Copyright is intended to encourage the production of creative works that do not infringe on other works (by virtue of being original or legal derivatives), whereupon they will enter the public domain. Ideally we want to get the most stuff into the public domain the fastest, for the least amount of copyright protection. So we might not grant every author any, or much protection, since helping authors is not the intent of the system.

All my posts including this one are in the public domain. I am a lawyer. I am not your lawyer, and this is not legal advice.
[ Parent ]

Fan Fiction by Fanboys (5.00 / 1) (#83)
by dead pixel on Sun Jul 20, 2003 at 10:07:18 PM EST

I collect fan fiction written by fanboys, if you have some stories you'd like to submit send them to: president@whitehouse.gov. Thanks

Another objection (none / 0) (#87)
by eann on Sun Jul 20, 2003 at 11:06:02 PM EST

I've often heard the objection that the author and/or other licensing and rights holders for characters, settings, etc., prefer no fan fiction because they want (and legally have) the option of continuing to create their own stories using those characters and settings, and don't want the legal complication of their work being too similar to a fan fiction piece, regardless of whether they actually knew the fanfic existed. Some fanfic authors may be altruistic enough to let it go, but there are those whot would sue, and they could potentially win big. In essence, it's legal buttcovering.

Our scientific power has outrun our spiritual power. We have guided missiles and misguided men. —MLK

$email =~ s/0/o/; # The K5 cabal is out to get you.

Don't buy it (none / 0) (#97)
by Control Group on Mon Jul 21, 2003 at 10:56:02 AM EST

IANAL (though I played one in a Bus. Law class a while back), but I have a hard time believing even a US court would award damages to a fanfic author if "his" story was "ripped off" by the original author. I mean, if I start making "Berry Fizzing Coca-Cola" for friends, acknowledging that Coca-Cola isn't my trademark but putting it on the bottles anyway, I sincerely doubt I could sue them even if they took precisely my recipe, called it "Berry Fizzing Coca-Cola" and made four trillion dollars off of it.

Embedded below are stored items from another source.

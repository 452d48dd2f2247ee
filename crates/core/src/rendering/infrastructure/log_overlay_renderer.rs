use std::time::{Duration, Instant};

use crossbeam_channel::Receiver;

use crate::rendering::domain::overlay_renderer::{OverlayItem, OverlayRenderer};

/// Renders overlays to the log at a simulated vsync rate.
///
/// Only logs when the overlay content changes, so a steady scene does not
/// flood the output at display rate.
pub struct LogOverlayRenderer {
    vsync: Receiver<Instant>,
    last_drawn: Option<Vec<OverlayItem>>,
    draws: u64,
}

impl LogOverlayRenderer {
    pub fn new(refresh_hz: u32) -> Result<Self, &'static str> {
        if refresh_hz == 0 {
            return Err("refresh rate must be >= 1");
        }
        Ok(Self::with_interval(Duration::from_secs_f64(
            1.0 / refresh_hz as f64,
        )))
    }

    pub fn with_interval(interval: Duration) -> Self {
        Self {
            vsync: crossbeam_channel::tick(interval),
            last_drawn: None,
            draws: 0,
        }
    }

    pub fn draws(&self) -> u64 {
        self.draws
    }
}

impl OverlayRenderer for LogOverlayRenderer {
    fn wait_frame_ready(&mut self, timeout: Duration) -> bool {
        self.vsync.recv_timeout(timeout).is_ok()
    }

    fn draw(&mut self, items: &[OverlayItem]) {
        self.draws += 1;
        if self.last_drawn.as_deref() == Some(items) {
            return;
        }
        if items.is_empty() {
            log::info!("Overlay: no faces");
        } else {
            let captions: Vec<String> = items
                .iter()
                .map(|item| {
                    let b = item.bounding_box;
                    format!(
                        "[{:.0},{:.0} {:.0}x{:.0}] {}",
                        b.x, b.y, b.width, b.height, item.caption
                    )
                })
                .collect();
            log::info!("Overlay: {}", captions.join(" | "));
        }
        self.last_drawn = Some(items.to_vec());
    }
}

#[cfg(test)]
mod tests {
    use super::*;
    use crate::detection::domain::detection::BoundingBox;
    use crate::emotion::domain::emotion_result::EmotionLabel;

    fn item(caption: &str) -> OverlayItem {
        OverlayItem {
            bounding_box: BoundingBox::new(1.0, 2.0, 3.0, 4.0),
            label: EmotionLabel::Happiness,
            caption: caption.to_string(),
        }
    }

    #[test]
    fn test_zero_refresh_errors() {
        assert!(LogOverlayRenderer::new(0).is_err());
    }

    #[test]
    fn test_frame_ready_follows_vsync() {
        let mut renderer = LogOverlayRenderer::with_interval(Duration::from_millis(1));
        assert!(renderer.wait_frame_ready(Duration::from_secs(1)));
    }

    #[test]
    fn test_frame_ready_times_out() {
        let mut renderer = LogOverlayRenderer::with_interval(Duration::from_secs(60));
        assert!(!renderer.wait_frame_ready(Duration::from_millis(5)));
    }

    #[test]
    fn test_draw_remembers_last_overlay() {
        let mut renderer = LogOverlayRenderer::with_interval(Duration::from_secs(60));
        renderer.draw(&[item("Happiness 0.90")]);
        renderer.draw(&[item("Happiness 0.90")]);
        renderer.draw(&[]);

        assert_eq!(renderer.draws(), 3);
        assert_eq!(renderer.last_drawn, Some(vec![]));
    }
}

And in cases like these, it's not even like we're talking about people with the resources to SLAPP the original author. In point of fact, if the original material spawned a significant fanfic following, it's likely to be owned by exactly the sort of organization which is normally guilty of that sort legal hanky-panky.

There may be dozens of great arguments against fanfic, but I don't buy this one as legit. It sounds like the sort of thing a company says to make it sound like they're not just defending copyright for its own sake.

"Oh, nothing. It just looks like a simple Kung-Fu Swedish Rastafarian Helldemon."
[ Parent ]

Nonetheless, that is the law. (none / 0) (#125)
by vectro on Sat Apr 17, 2004 at 07:35:45 AM EST

In the United States, there is a special class of copyrighted works known as "derivative works". You get a derivative work by taking a work and changing it in some way. Your example of a berry coca-cola isn't a good one, because coca-cola is a trademark, not a copyright. But in the case of fan-fiction, we most certainly have derivative works.

My understanding of the law with respect to derivative works is that you need the permission of both the original owner and the derivative owner to distribute the work. In the case where a television company takes a fanfiction piece and makes a show out of it, they have created a derivative work of a derivative work. In order to distribute the television program legally, the company would need to get permission of the original author (which they presumably have) as well as the fanfiction author.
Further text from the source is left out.